With Santos in the driver's seat, a man whose low nature is written on his face, they can expect pure hell. Uribe would gladly assist him. I'll bet they even imagine since Uribe opened the door to 2nd terms, Santos would run again, and with paras standing in the voting centers, we should EXPECT Santos would win again, as Uribe did before. Then, is it possible Uribe could run all over again?

It could go on and on forever.

Here is a great article I found and have posted about paramilitaries going into the voting areas in Colombia:
COLOMBIA: "Mark Him on the Ballot - The One Wearing Glasses"
By Constanza Vieira

BOGOTA, May 8 (IPS) - "With Uribe, we thought: this is the guy who is going to change the country," the 41-year-old fisherwoman told IPS.
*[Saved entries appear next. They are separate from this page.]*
//! World module - owns the tile grid and is the only mutation path into it
//!
//! The world is a rectangular grid of catalog blocks built once from a
//! textual map and stored as a flat row-major vector. Coordinates are
//! `(x, y)` with x in `0..width` (left to right) and y in `0..height`
//! (top to bottom). Out-of-range queries answer `None`; out-of-range
//! mutations are silent no-ops. The single hard failure is a malformed map
//! at construction time.

use arrayvec::ArrayVec;
use thiserror::Error;

use termitek_types::{Block, Item};

use crate::catalog::{self, MAX_DROPS};
use crate::rng::Roll;

/// Construction-time map validation failure.
#[derive(Debug, Clone, PartialEq, Eq, Error)]
pub enum MapError {
    #[error("map has no cells")]
    EmptyMap,
    #[error("map row {row} is {len} cells wide, expected {expected}")]
    RaggedRow {
        row: usize,
        len: usize,
        expected: usize,
    },
    #[error("unknown map symbol {symbol:?} at column {col}, row {row}")]
    UnknownSymbol {
        symbol: char,
        col: usize,
        row: usize,
    },
    #[error("spawn cell ({x}, {y}) is not walkable ground")]
    BlockedSpawn { x: i32, y: i32 },
}

/// The tile grid.
#[derive(Debug, Clone, PartialEq)]
pub struct World {
    width: i32,
    height: i32,
    /// Flat array of blocks, row-major order (y * width + x).
    grid: Vec<Block>,
}

impl World {
    /// Build a world from map text, one character per cell.
    ///
    /// Every row must have the same width and every symbol must resolve in
    /// the catalog. Dimensions are fixed for the lifetime of the world.
    pub fn from_map(rows: &[&str]) -> Result<Self, MapError> {
        let width = rows.first().map_or(0, |row| row.chars().count());
        if width == 0 {
            return Err(MapError::EmptyMap);
        }

        let mut grid = Vec::with_capacity(width * rows.len());
        for (y, row) in rows.iter().enumerate() {
            let len = row.chars().count();
            if len != width {
                return Err(MapError::RaggedRow {
                    row: y,
                    len,
                    expected: width,
                });
            }
            for (x, symbol) in row.chars().enumerate() {
                let block = catalog::block_for_symbol(symbol).ok_or(MapError::UnknownSymbol {
                    symbol,
                    col: x,
                    row: y,
                })?;
                grid.push(block);
            }
        }

        Ok(Self {
            width: width as i32,
            height: rows.len() as i32,
            grid,
        })
    }

    pub fn width(&self) -> i32 {
        self.width
    }

    pub fn height(&self) -> i32 {
        self.height
    }

    /// Pure coordinate-range check used by every other operation.
    pub fn within_bounds(&self, x: i32, y: i32) -> bool {
        x >= 0 && x < self.width && y >= 0 && y < self.height
    }

    /// Calculate flat index from (x, y) coordinates
    #[inline(always)]
    fn index(&self, x: i32, y: i32) -> Option<usize> {
        if !self.within_bounds(x, y) {
            return None;
        }
        Some((y as usize) * (self.width as usize) + (x as usize))
    }

    /// Get the block at (x, y), or `None` when out of bounds.
    pub fn get_block(&self, x: i32, y: i32) -> Option<Block> {
        self.index(x, y).map(|idx| self.grid[idx])
    }

    /// Overwrite the cell at (x, y); silently ignored out of bounds.
    pub fn set_block(&mut self, x: i32, y: i32, block: Block) {
        if let Some(idx) = self.index(x, y) {
            self.grid[idx] = block;
        }
    }

    /// Break the block at (x, y) and collect its drops.
    ///
    /// A cell that is out of bounds or not mineable yields no items and no
    /// mutation. Otherwise every drop-table entry is rolled independently
    /// against `rng`, the cell reverts to ground (whatever the rolls did),
    /// and the successful drops come back in table order.
    pub fn break_block(&mut self, x: i32, y: i32, rng: &mut impl Roll) -> ArrayVec<Item, MAX_DROPS> {
        let mut drops = ArrayVec::new();

        let block = match self.get_block(x, y) {
            Some(block) if block.mineable => block,
            _ => return drops,
        };

        for entry in block.drops {
            if rng.roll(entry.chance) {
                let _ = drops.try_push(entry.item);
            }
        }

        self.set_block(x, y, catalog::GROUND);
        drops
    }
}
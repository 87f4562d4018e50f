//! Termitek runner (default binary).
//!
//! First-person terminal mining. Input comes from crossterm, frames go out
//! through the framebuffer renderer, and logs go to a file because the
//! terminal itself is the game screen.

use std::fs::File;
use std::sync::Arc;
use std::time::{Duration, SystemTime, UNIX_EPOCH};

use anyhow::{Context, Result};
use crossterm::event::{self, Event, KeyEventKind};
use tracing::info;
use tracing_subscriber::EnvFilter;

use termitek::core::Game;
use termitek::input::{handle_key_event, should_quit};
use termitek::term::{render_into, FrameBuffer, TerminalRenderer, Viewport};
use termitek::types::{Outcome, FRAME_MS};

const LOG_FILE: &str = "termitek.log";

fn main() -> Result<()> {
    init_logging()?;

    let seed = SystemTime::now()
        .duration_since(UNIX_EPOCH)
        .map(|elapsed| elapsed.subsec_nanos())
        .unwrap_or(1);
    info!("termitek starting (seed {})", seed);

    let mut game = Game::new(seed)?;

    let mut term = TerminalRenderer::new();
    term.enter()?;

    let result = run(&mut term, &mut game);

    // Always try to restore terminal state.
    let _ = term.exit();
    result
}

/// Route log output to a file; stdout belongs to the renderer.
fn init_logging() -> Result<()> {
    let file = File::create(LOG_FILE).with_context(|| format!("failed to create {LOG_FILE}"))?;
    tracing_subscriber::fmt()
        .with_env_filter(EnvFilter::try_from_default_env().unwrap_or_else(|_| EnvFilter::new("info")))
        .with_writer(Arc::new(file))
        .with_ansi(false)
        .init();
    Ok(())
}

fn run(term: &mut TerminalRenderer, game: &mut Game) -> Result<()> {
    let mut fb = FrameBuffer::new(0, 0);

    loop {
        // Drain pending input, applying each event in arrival order.
        while event::poll(Duration::ZERO)? {
            match event::read()? {
                Event::Key(key) if key.kind == KeyEventKind::Press => {
                    if should_quit(key) {
                        info!("Goodbye :)");
                        return Ok(());
                    }
                    if let Some(action) = handle_key_event(key) {
                        if game.apply_action(action) == Outcome::Quit {
                            return Ok(());
                        }
                    }
                }
                Event::Resize(..) => term.invalidate(),
                _ => {}
            }
        }

        // Render exactly once per frame.
        let (w, h) = crossterm::terminal::size().unwrap_or((80, 24));
        render_into(game.world(), game.player(), Viewport::new(w, h), &mut fb);
        term.draw_swap(&mut fb)?;

        // Sleep until the next frame tick or the next key press.
        event::poll(Duration::from_millis(FRAME_MS))?;
    }
}
//! Add-Zone Search Overlay
//!
//! A text input over the city registry. Results update per keystroke;
//! Enter adds the highlighted city to the dashboard.

use ratatui::{
    buffer::Buffer,
    layout::Rect,
    style::{Color, Modifier, Style},
    text::{Line, Span},
    widgets::{Block, Borders, Clear, Paragraph, Widget},
};

use crate::app::SearchState;

/// Maximum result rows shown under the input line
pub const MAX_RESULTS: usize = 8;

pub struct SearchOverlay<'a> {
    pub state: &'a SearchState,
}

impl Widget for SearchOverlay<'_> {
    fn render(self, area: Rect, buf: &mut Buffer) {
        let rows = self.state.results.len().min(MAX_RESULTS) as u16;
        let height = (rows + 3).min(area.height);
        let width = 44.min(area.width);
        let overlay = super::centered_rect(area, width, height);

        Clear.render(overlay, buf);

        let mut lines = vec![Line::from(vec![
            Span::styled("> ", Style::default().fg(Color::Yellow)),
            Span::raw(self.state.input.as_str()),
            Span::styled("_", Style::default().add_modifier(Modifier::SLOW_BLINK)),
        ])];

        for (i, city) in self.state.results.iter().take(MAX_RESULTS).enumerate() {
            let label = format!("{}  {} ({})", city.name, city.country, city.tz_name());
            let line = if i == self.state.selected {
                Line::from(Span::styled(
                    label,
                    Style::default()
                        .fg(Color::Black)
                        .bg(Color::Yellow)
                        .add_modifier(Modifier::BOLD),
                ))
            } else {
                Line::from(Span::raw(label))
            };
            lines.push(line);
        }

        if self.state.results.is_empty() && !self.state.input.is_empty() {
            lines.push(Line::from(Span::styled(
                "no matches",
                Style::default().fg(Color::DarkGray),
            )));
        }

        Paragraph::new(lines)
            .block(Block::default().borders(Borders::ALL).title(" Add zone "))
            .render(overlay, buf);
    }
}
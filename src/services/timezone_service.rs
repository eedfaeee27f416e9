//! Timezone Registry Service
//!
//! Resolves city names and IANA identifiers to zones, searches the city
//! database, and answers DST questions (does a zone observe it, when is
//! the next transition).

use chrono::{DateTime, Datelike, Duration, NaiveDate, Offset, TimeZone, Utc};
use chrono_tz::{Tz, TZ_VARIANTS};
use std::collections::HashSet;

use crate::models::city::{City, CITIES};
use crate::models::zone::Zone;
use crate::services::timeline::DstTransition;

/// Errors that can occur during timezone operations
#[derive(Debug, thiserror::Error)]
pub enum TimezoneError {
    #[error("Unknown city or timezone: {}{}", .query, suggestion_suffix(.suggestion))]
    UnknownCity {
        query: String,
        suggestion: Option<String>,
    },

    #[error("Invalid timezone identifier: {timezone}")]
    InvalidTimezone { timezone: String },

    #[error("Timezone validation failed: {reason}")]
    ValidationFailed { reason: String },
}

fn suggestion_suffix(suggestion: &Option<String>) -> String {
    match suggestion {
        Some(s) => format!(" (did you mean {s}?)"),
        None => String::new(),
    }
}

/// Result type for timezone operations
pub type TimezoneResult<T> = Result<T, TimezoneError>;

/// Service for resolving and inspecting timezones
#[derive(Debug, Clone)]
pub struct TimezoneService {
    /// Cache of valid timezone identifiers for fast lookup
    valid_timezones: HashSet<&'static str>,
}

impl TimezoneService {
    /// Creates a new service backed by the full chrono-tz database
    pub fn new() -> Self {
        let valid_timezones = TZ_VARIANTS.iter().map(|tz| tz.name()).collect();
        Self { valid_timezones }
    }

    /// Validates that a string is a known IANA timezone identifier
    pub fn validate_timezone(&self, timezone: &str) -> TimezoneResult<()> {
        if timezone.is_empty() {
            return Err(TimezoneError::ValidationFailed {
                reason: "Timezone cannot be empty".to_string(),
            });
        }

        if self.valid_timezones.contains(timezone) {
            return Ok(());
        }

        timezone
            .parse::<Tz>()
            .map(|_| ())
            .map_err(|_| TimezoneError::InvalidTimezone {
                timezone: timezone.to_string(),
            })
    }

    /// Converts a timezone string to a Tz value
    pub fn parse_timezone(&self, timezone: &str) -> TimezoneResult<Tz> {
        self.validate_timezone(timezone)?;

        timezone
            .parse::<Tz>()
            .map_err(|_| TimezoneError::InvalidTimezone {
                timezone: timezone.to_string(),
            })
    }

    /// Normalizes common aliases to IANA identifiers ("ET" -> "US/Eastern")
    pub fn normalize_timezone(&self, timezone: &str) -> String {
        let trimmed = timezone.trim();

        match trimmed.to_uppercase().as_str() {
            "ET" | "EASTERN" => "US/Eastern",
            "CT" | "CENTRAL" => "US/Central",
            "MT" | "MOUNTAIN" => "US/Mountain",
            "PT" | "PACIFIC" => "US/Pacific",
            "GMT" => "Europe/London",
            "UTC" | "ZULU" => "UTC",
            _ => trimmed,
        }
        .to_string()
    }

    /// Resolves a user query to a displayable zone.
    ///
    /// Tries the city database first (name, then alias), then falls back
    /// to parsing the query as an IANA identifier. Unknown queries carry
    /// the closest search hit as a suggestion.
    pub fn resolve(&self, query: &str) -> TimezoneResult<Zone> {
        let trimmed = query.trim();
        if trimmed.is_empty() {
            return Err(TimezoneError::ValidationFailed {
                reason: "City name cannot be empty".to_string(),
            });
        }

        if let Some(city) = CITIES.iter().find(|c| c.matches(trimmed)) {
            return Ok(Zone::from_city(city));
        }

        let normalized = self.normalize_timezone(trimmed);
        if let Ok(tz) = self.parse_timezone(&normalized) {
            return Ok(Zone::from_tz(tz));
        }

        let suggestion = self
            .search(trimmed)
            .first()
            .map(|city| city.name.to_string());

        Err(TimezoneError::UnknownCity {
            query: trimmed.to_string(),
            suggestion,
        })
    }

    /// Searches the city database, ranked: exact match, alias match, name
    /// prefix, then name substring. Case-insensitive; an empty query
    /// yields nothing.
    pub fn search(&self, query: &str) -> Vec<&'static City> {
        let needle = query.trim().to_lowercase();
        if needle.is_empty() {
            return Vec::new();
        }

        let mut ranked: Vec<(u8, &'static City)> = CITIES
            .iter()
            .filter_map(|city| {
                let name = city.name.to_lowercase();
                let rank = if name == needle {
                    0
                } else if city.aliases.iter().any(|a| a.eq_ignore_ascii_case(&needle)) {
                    1
                } else if name.starts_with(&needle) {
                    2
                } else if name.contains(&needle) {
                    3
                } else {
                    return None;
                };
                Some((rank, city))
            })
            .collect();

        ranked.sort_by_key(|(rank, city)| (*rank, city.name));
        ranked.into_iter().map(|(_, city)| city).collect()
    }

    /// All registry cities, sorted by name
    pub fn all_cities(&self) -> Vec<&'static City> {
        let mut cities: Vec<&'static City> = CITIES.iter().collect();
        cities.sort_by_key(|c| c.name);
        cities
    }

    /// Whether a timezone observes Daylight Saving Time, judged by
    /// comparing its January and July offsets for the given year.
    pub fn timezone_observes_dst(&self, tz: Tz, year: i32) -> TimezoneResult<bool> {
        let jan = probe_offset(tz, year, 1)?;
        let jul = probe_offset(tz, year, 7)?;
        Ok(jan != jul)
    }

    /// Offset from UTC in seconds at the given instant
    pub fn utc_offset_at(&self, tz: Tz, instant: DateTime<Utc>) -> i32 {
        tz.offset_from_utc_datetime(&instant.naive_utc())
            .fix()
            .local_minus_utc()
    }

    /// Finds the next DST transition strictly after `from`, looking ahead
    /// up to a year. The hourly scan finds the bracketing hour; a bisection
    /// narrows the instant to the minute.
    pub fn next_transition(
        &self,
        tz: Tz,
        from: DateTime<Utc>,
    ) -> Option<(DateTime<Utc>, DstTransition)> {
        let horizon = from + Duration::days(366);
        let mut cursor = from;

        while cursor < horizon {
            let next = cursor + Duration::hours(1);
            let before = self.utc_offset_at(tz, cursor);
            let after = self.utc_offset_at(tz, next);
            if before != after {
                let at = self.bisect_transition(tz, cursor, next);
                let kind = if after > before {
                    DstTransition::SpringForward
                } else {
                    DstTransition::FallBack
                };
                return Some((at, kind));
            }
            cursor = next;
        }

        None
    }

    /// Narrows a transition bracketed by (lo, hi] down to minute precision
    fn bisect_transition(&self, tz: Tz, mut lo: DateTime<Utc>, mut hi: DateTime<Utc>) -> DateTime<Utc> {
        let offset_lo = self.utc_offset_at(tz, lo);
        while hi - lo > Duration::minutes(1) {
            let mid = lo + (hi - lo) / 2;
            if self.utc_offset_at(tz, mid) == offset_lo {
                lo = mid;
            } else {
                hi = mid;
            }
        }
        hi
    }

    /// Comprehensive information about a zone at an instant
    pub fn zone_info(&self, zone: &Zone, instant: DateTime<Utc>) -> TimezoneInfo {
        let year = instant.year();
        let observes_dst = self.timezone_observes_dst(zone.tz, year).unwrap_or(false);

        TimezoneInfo {
            label: zone.label.clone(),
            identifier: zone.tz.name().to_string(),
            abbreviation: zone.abbreviation(instant),
            offset_string: zone.offset_string(instant),
            utc_offset_seconds: zone.utc_offset_seconds(instant),
            observes_dst,
            is_dst: zone.is_dst(instant),
            next_transition: self.next_transition(zone.tz, instant),
        }
    }
}

impl Default for TimezoneService {
    fn default() -> Self {
        Self::new()
    }
}

/// Midnight UTC on the first of the given month, as a fixed offset probe
fn probe_offset(tz: Tz, year: i32, month: u32) -> TimezoneResult<chrono::FixedOffset> {
    let date = NaiveDate::from_ymd_opt(year, month, 1).ok_or_else(|| {
        TimezoneError::ValidationFailed {
            reason: format!("Invalid probe date {year}-{month:02}-01"),
        }
    })?;
    let naive = date.and_hms_opt(0, 0, 0).ok_or_else(|| TimezoneError::ValidationFailed {
        reason: "Invalid probe time".to_string(),
    })?;
    Ok(tz.offset_from_utc_datetime(&naive).fix())
}

/// Comprehensive timezone information for one zone
#[derive(Debug, Clone)]
pub struct TimezoneInfo {
    /// Display label (city name)
    pub label: String,
    /// IANA identifier (e.g. "America/New_York")
    pub identifier: String,
    /// Abbreviation at the queried instant (EST, JST, ...)
    pub abbreviation: String,
    /// Compact offset string ("UTC-5")
    pub offset_string: String,
    /// Offset from UTC in seconds at the queried instant
    pub utc_offset_seconds: i32,
    /// Whether this zone observes Daylight Saving Time this year
    pub observes_dst: bool,
    /// Whether DST is in effect at the queried instant
    pub is_dst: bool,
    /// Next DST transition within a year, if any
    pub next_transition: Option<(DateTime<Utc>, DstTransition)>,
}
That is why her fishing and farming village of 800 people in the central Colombian region of Magdalena Medio decided overwhelmingly to vote for current President Álvaro Uribe in the 2002 presidential elections, when he first ran.

The woman agreed to talk to IPS on the condition that she be asked neither her name (we will call her "L.") nor the name of her village.

~snip~
The odd thing was that in both the 2002 and 2006 elections, despite the fact that the villagers had already decided to vote for Uribe, the far-right paramilitaries, who had committed a number of murders since 1998, when they appeared in the region that was previously dominated by the leftwing guerrillas, pressured the local residents to vote for Uribe anyway.

The paramilitaries did not kill people to pressure the rest to vote for Uribe, as they did in other communities, but merely used "threats," said L.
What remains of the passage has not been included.